A Tale of Two Cities by Charles Dickens
My rating: 4 of 5 stars
My first thought about this book is that I would really love to buy a pair of Doctor Manette’s shoes – they sound fantastic. I personally think he made a mistake returning to the medical profession; after all, he was a better shoemaker than he was a doctor. Most of his patients died after he treated them, but his shoes? Well, they’d last two lifetimes. He’d work for peanuts too – well, maybe not peanuts, but bread and water would suffice. In many ways, I believe Dr Manette paved the way for Dr Martens to produce their “AirWare” boots back in 1881 (suspiciously just after Charles Dickens died).
My second thought was about the Mad Knitter of St Antoine, otherwise known as Madame Defarge. This woman knows how to hold a grudge – in fact, she holds a grudge better than she holds a pair of knitting needles, and that’s saying something! If knitting were an Olympic sport, she’d be to yarn what Michael Phelps was to water.
She even knitted coins into her work – a sort of scarf-come-wallet. How useful would that be? On good days, whilst knitting, she would brood and mutter. On bad days, however, she would knit one, pearl one, then plot revenge on anyone who had slighted her or her family in the past, was likely to do so in the future, or just looked at her “a bit funny”.

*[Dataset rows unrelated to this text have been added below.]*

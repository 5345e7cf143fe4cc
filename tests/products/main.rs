//! Integration tests for the product list: query, selection, mutation, export.

mod support;

use stockroom::{
    run_query, CatalogConfig, CatalogError, CategoryFilter, ExportQuoting, FormFields,
    ProductCatalog, ProductId, ProductInput, QueryState, RecordStore, SortDirection, SortKey,
    CSV_HEADER,
};
use support::{a_and_b, buffered_catalog, ids, product, store_of};

#[test]
fn stock_sort_follows_updates() {
    let (mut catalog, _) = buffered_catalog(a_and_b(), CatalogConfig::default());
    catalog.set_query(QueryState::new().with_sort(SortKey::Stock, SortDirection::Asc));

    assert_eq!(ids(&catalog.view()), vec![2, 1]);

    catalog
        .update(ProductId(2), product("B", "S2", "Y", 99, 20.0))
        .unwrap();

    assert_eq!(ids(&catalog.view()), vec![1, 2]);
}

#[test]
fn search_matches_exactly_the_substring_hits() {
    let store = store_of(&[
        ("Premium Widget", "WDG-001", "Electronics", 145, 29.99),
        ("Deluxe Gadget", "GDG-002", "Accessories", 67, 49.99),
        ("Standard Tool", "TOL-003", "Tools", 234, 19.99),
        ("Professional Kit", "KIT-004", "Kits", 89, 99.99),
        ("Basic Component", "CMP-005", "Components", 12, 14.99),
    ]);

    for term in ["", "KIT", "o", "-00", "ess", "zzz"] {
        let view = run_query(&store, &QueryState::new().with_search(term));
        let needle = term.to_lowercase();
        let expected: Vec<u64> = store
            .iter()
            .filter(|r| {
                r.name.to_lowercase().contains(&needle)
                    || r.sku.to_lowercase().contains(&needle)
                    || r.category.to_lowercase().contains(&needle)
            })
            .map(|r| r.id.get())
            .collect();

        let mut got = ids(&view);
        got.sort_unstable();
        assert_eq!(got, expected, "search term {:?}", term);
    }
}

#[test]
fn category_filter_is_exact() {
    let store = store_of(&[
        ("A", "1", "Tools", 0, 0.0),
        ("B", "2", "tools", 0, 0.0),
        ("C", "3", "Power Tools", 0, 0.0),
    ]);
    let state = QueryState::new().with_category(CategoryFilter::parse("Tools"));
    assert_eq!(ids(&run_query(&store, &state)), vec![1]);
}

#[test]
fn name_ties_keep_store_order_descending() {
    let store = store_of(&[
        ("Bolt", "1", "X", 0, 0.0),
        ("anchor", "2", "X", 0, 0.0),
        ("Bolt", "3", "X", 0, 0.0),
        ("clamp", "4", "X", 0, 0.0),
    ]);
    let asc = QueryState::new().with_sort(SortKey::Name, SortDirection::Asc);
    let desc = QueryState::new().with_sort(SortKey::Name, SortDirection::Desc);

    assert_eq!(ids(&run_query(&store, &asc)), vec![2, 1, 3, 4]);
    assert_eq!(ids(&run_query(&store, &desc)), vec![4, 1, 3, 2]);
}

#[test]
fn accented_names_sort_among_their_letters() {
    let store = store_of(&[
        ("Zebra Clamp", "1", "X", 0, 0.0),
        ("Éclair Mold", "2", "X", 0, 0.0),
        ("Apple Rack", "3", "X", 0, 0.0),
        ("éclair mold", "4", "X", 0, 0.0),
    ]);
    let asc = QueryState::new().with_sort(SortKey::Name, SortDirection::Asc);
    assert_eq!(ids(&run_query(&store, &asc)), vec![3, 4, 2, 1]);
}

#[test]
fn header_clicks_toggle_direction() {
    let mut catalog = ProductCatalog::seeded();
    catalog.sort_by(SortKey::Price);
    let cheapest_first = ids(&catalog.view());
    catalog.sort_by(SortKey::Price);
    let dearest_first = ids(&catalog.view());

    assert_eq!(cheapest_first, vec![5, 3, 1, 2, 4]);
    assert_eq!(dearest_first, vec![4, 2, 1, 3, 5]);
}

#[test]
fn ids_are_never_reused() {
    let (mut catalog, _) = buffered_catalog(RecordStore::new(), CatalogConfig::default());
    let first = catalog.create(product("A", "1", "X", 1, 1.0)).unwrap();
    assert_eq!(first, ProductId(1));

    for n in 2..=5 {
        let id = catalog
            .create(product(&format!("P{}", n), "s", "X", 1, 1.0))
            .unwrap();
        assert_eq!(id, ProductId(n));
    }

    catalog.delete_many(&[ProductId(3), ProductId(5)]);
    let next = catalog.create(product("Z", "z", "X", 1, 1.0)).unwrap();
    assert_eq!(next, ProductId(6));
}

#[test]
fn toggle_all_pair_is_idempotent() {
    let mut catalog = ProductCatalog::seeded();
    catalog.set_category(CategoryFilter::parse("Kits"));

    let before = catalog.selection().clone();
    catalog.toggle_all();
    assert!(catalog.all_selected());
    catalog.toggle_all();

    assert_eq!(catalog.selection(), &before);
}

#[test]
fn delete_many_reconciles_selection() {
    let mut catalog = ProductCatalog::seeded();
    catalog.toggle(ProductId(1));
    catalog.toggle(ProductId(2));
    catalog.toggle(ProductId(3));

    let removed = catalog.delete_many(&[ProductId(2), ProductId(3)]);

    assert_eq!(removed, 2);
    assert!(!catalog.selection().is_selected(ProductId(2)));
    assert!(!catalog.selection().is_selected(ProductId(3)));
    assert!(catalog.selection().is_selected(ProductId(1)));
}

#[test]
fn bulk_delete_removes_selection_and_notifies() {
    let (mut catalog, notices) = buffered_catalog(a_and_b(), CatalogConfig::default());
    catalog.toggle_all();

    assert_eq!(catalog.delete_selected(), 2);
    assert!(catalog.store().is_empty());
    assert!(catalog.selection().is_empty());
    assert!(!catalog.all_selected());

    let notices = notices.lock().unwrap();
    assert_eq!(
        notices.last().map(String::as_str),
        Some("[NOTICE] Products Deleted: 2 products have been deleted successfully.")
    );
}

#[test]
fn categories_track_the_store() {
    let mut catalog = ProductCatalog::seeded();
    assert_eq!(
        catalog.categories(),
        vec!["all", "Electronics", "Accessories", "Tools", "Kits", "Components"]
    );

    catalog.delete_one(ProductId(4));
    catalog
        .create(product("Drill", "DRL-006", "Power", 5, 120.0))
        .unwrap();

    assert_eq!(
        catalog.categories(),
        vec!["all", "Electronics", "Accessories", "Tools", "Components", "Power"]
    );
}

#[test]
fn query_state_survives_mutations() {
    let mut catalog = ProductCatalog::seeded();
    catalog.set_search("tool");
    catalog
        .create(product("Tool Box", "BOX-1", "Storage", 3, 9.0))
        .unwrap();

    assert_eq!(catalog.query_state().search_term, "tool");
    assert_eq!(ids(&catalog.view()), vec![3, 6]);
}

#[test]
fn export_mirrors_view_order() {
    let (mut catalog, _) = buffered_catalog(a_and_b(), CatalogConfig::default());
    catalog.set_query(QueryState::new().with_sort(SortKey::Stock, SortDirection::Asc));

    let export = catalog.export();

    assert_eq!(export.filename, "products.csv");
    assert_eq!(export.line_count(), 3);
    let lines: Vec<&str> = export.body.lines().collect();
    assert_eq!(lines[0], CSV_HEADER);
    assert_eq!(lines[1], "B,S2,Y,3,20");
    assert_eq!(lines[2], "A,S1,X,10,5");
}

#[test]
fn export_of_filtered_view_only() {
    let mut catalog = ProductCatalog::seeded();
    catalog.set_search("zzz");
    let export = catalog.export();
    assert_eq!(export.body, CSV_HEADER);
}

#[test]
fn quoted_export_is_opt_in() {
    let store = store_of(&[("Nuts, Bolts", "NB-1", "Hardware", 40, 2.5)]);
    let config = CatalogConfig::default().with_export_quoting(ExportQuoting::Quoted);
    let (mut catalog, _) = buffered_catalog(store, config);

    let export = catalog.export();
    assert_eq!(
        export.body.lines().nth(1),
        Some("\"Nuts, Bolts\",\"NB-1\",\"Hardware\",\"40\",\"2.5\"")
    );
}

#[test]
fn form_create_and_edit_round_trip() {
    let (mut catalog, notices) = buffered_catalog(RecordStore::new(), CatalogConfig::default());
    let form = FormFields::from_pairs([
        ("name", "Torque Wrench"),
        ("sku", "TRQ-010"),
        ("category", "Tools"),
        ("stock", "8"),
        ("price", "64.5"),
    ]);

    let id = catalog.create_from_form(&form).unwrap();
    let record = catalog.get(id).unwrap().clone();
    assert_eq!(record.price, 64.5);
    assert!(catalog.stock_status(&record).is_low());

    let mut edit = ProductInput::try_from(&record).unwrap().to_form();
    edit.set("stock", "80");
    catalog.update_from_form(id, &edit).unwrap();

    let record = catalog.get(id).unwrap();
    assert_eq!(record.stock, 80);
    assert!(!catalog.stock_status(record).is_low());
    assert_eq!(notices.lock().unwrap().len(), 2);
}

#[test]
fn rejected_edit_leaves_record_alone() {
    let (mut catalog, notices) = buffered_catalog(a_and_b(), CatalogConfig::default());
    let form = FormFields::from_pairs([
        ("name", "B2"),
        ("sku", "S2"),
        ("category", "Y"),
        ("stock", "many"),
        ("price", "1"),
    ]);

    let err = catalog.update_from_form(ProductId(2), &form).unwrap_err();
    assert!(matches!(err, CatalogError::Validation(_)));
    assert_eq!(catalog.get(ProductId(2)).unwrap().name, "B");
    assert!(notices.lock().unwrap().is_empty());
}

#[test]
fn blank_fields_never_reach_the_store() {
    let (mut catalog, notices) = buffered_catalog(a_and_b(), CatalogConfig::default());

    let err = ProductInput::try_new("", "", "", 1, 1.0).unwrap_err();
    assert_eq!(err.field, "name");

    let form = FormFields::from_pairs([
        ("name", ""),
        ("sku", ""),
        ("category", ""),
        ("stock", "1"),
        ("price", "1"),
    ]);
    assert!(catalog.create_from_form(&form).is_err());
    assert_eq!(catalog.store().len(), 2);
    assert!(notices.lock().unwrap().is_empty());
}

In all, she was a nasty piece of work, and I felt a little sorry for her down-trodden husband, who went along with her evil scheming and accepted her yearning for head removal in order to live quiet life.
Together, they managed to run a wine shop-come-bistro, whose clientele consisted entirely of people called Jacques. I believe the doorman (name unknown but presumed to be Jacques) would ask anyone wishing to enter their name, and if it wasn’t Jacques, they’d be refused entry (or put on Madame Defarge’s decapitation list).

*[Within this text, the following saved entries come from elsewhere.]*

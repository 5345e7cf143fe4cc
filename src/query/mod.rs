//! Query Engine - derives the displayed product list from the store.
//!
//! ## Example
//!
//! ```ignore
//! use stockroom::{run_query, QueryState, SortKey, SortDirection, CategoryFilter};
//!
//! let state = QueryState::new()
//!     .with_search("widget")
//!     .with_category(CategoryFilter::parse("Electronics"))
//!     .with_sort(SortKey::Price, SortDirection::Desc);
//!
//! let view = run_query(&store, &state);
//! ```

mod collate;
mod engine;
mod state;

pub use collate::collate;
pub use engine::{category_options, run_query, FilteredView};
pub use state::{CategoryFilter, QueryState, SortDirection, SortKey, ALL_CATEGORIES};
//! KeyValueStore - string key/value client storage.

use std::collections::HashMap;
use std::fmt;
use std::sync::{Arc, RwLock};

#[derive(Debug, Clone, PartialEq, Eq)]
pub enum StoreError {
    LockPoisoned(&'static str),
}

impl fmt::Display for StoreError {
    fn fmt(&self, f: &mut fmt::Formatter<'_>) -> fmt::Result {
        match self {
            StoreError::LockPoisoned(operation) => {
                write!(f, "key-value store lock poisoned during {}", operation)
            }
        }
    }
}

impl std::error::Error for StoreError {}

/// Flat string storage with browser-storage semantics: setting a key
/// overwrites it, removing a missing key is fine.
pub trait KeyValueStore: Send + Sync {
    fn get(&self, key: &str) -> Result<Option<String>, StoreError>;

    fn set(&self, key: &str, value: &str) -> Result<(), StoreError>;

    /// Remove a key. Returns true if it existed.
    fn remove(&self, key: &str) -> Result<bool, StoreError>;
}

/// In-memory key-value store backed by a HashMap.
///
/// Clone-friendly via Arc; clones share the same entries.
#[derive(Debug, Clone, Default)]
pub struct InMemoryKeyValueStore {
    entries: Arc<RwLock<HashMap<String, String>>>,
}

impl InMemoryKeyValueStore {
    pub fn new() -> Self {
        Self::default()
    }

    pub fn len(&self) -> Result<usize, StoreError> {
        let entries = self
            .entries
            .read()
            .map_err(|_| StoreError::LockPoisoned("len"))?;
        Ok(entries.len())
    }

    pub fn is_empty(&self) -> Result<bool, StoreError> {
        Ok(self.len()? == 0)
    }
}

impl KeyValueStore for InMemoryKeyValueStore {
    fn get(&self, key: &str) -> Result<Option<String>, StoreError> {
        let entries = self
            .entries
            .read()
            .map_err(|_| StoreError::LockPoisoned("get"))?;
        Ok(entries.get(key).cloned())
    }

    fn set(&self, key: &str, value: &str) -> Result<(), StoreError> {
        let mut entries = self
            .entries
            .write()
            .map_err(|_| StoreError::LockPoisoned("set"))?;
        entries.insert(key.to_string(), value.to_string());
        Ok(())
    }

    fn remove(&self, key: &str) -> Result<bool, StoreError> {
        let mut entries = self
            .entries
            .write()
            .map_err(|_| StoreError::LockPoisoned("remove"))?;
        Ok(entries.remove(key).is_some())
    }
}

This affected the wine shop’s profits quite badly, as there were only three Jacques in the area who, to save confusion, were numbered 1, 2, and 3. It didn’t help that Madame Defarge’s best friend was someone called “The Vengeance” – I mean, talk about keeping bad company, but who on Earth names their baby “The Vengeance”? You’re just asking for trouble. I can imagine the roll call in school: “Smith? Jones? Defarge? … (gulp!) The Vengeance?” The pair of them were probably kept in detention quite regularly – “Defarge, The Vengeance – see me after class!”
Sydney Carton. What can you say about Sid? He liked a drink. He also liked to hover around courtrooms whenever the accused bore the slightest resemblance to him. He was a bit like Columbo (except for the drinking and impersonations). He’d get someone off on a technicality, try to get them drunk, and force them to like him. When that failed, he’d attempt to woo their fiancée in an unorthodox manner (by telling her what a bad person he was).
(Spoiler alert)
In the end, Sid’s desire to corrupt the judicial system got the better of him, and his latest (and final) impersonation left him feeling a bit silly – if not a bit light-headed. He was an unlikely hero and a bit of a narcissist. I just don’t think he thought this one through.
I’d like to give an honorary mention to both Miss Pross and Jerry Cruncher. Their daring escape from Paris (and inevitable murder charges), complete with a high-speed carriage chase, was like an 18th-century version of Thelma and Louise and set the stage for an eventual sequel (perhaps A Tale of Three Cities). I’m convinced it would feature “The Vengeance” hunting down the very posh but completely stone-deaf Miss Pross and her grave-robbing sidekick, as they evade capture through the foggy streets and graveyards of old London town.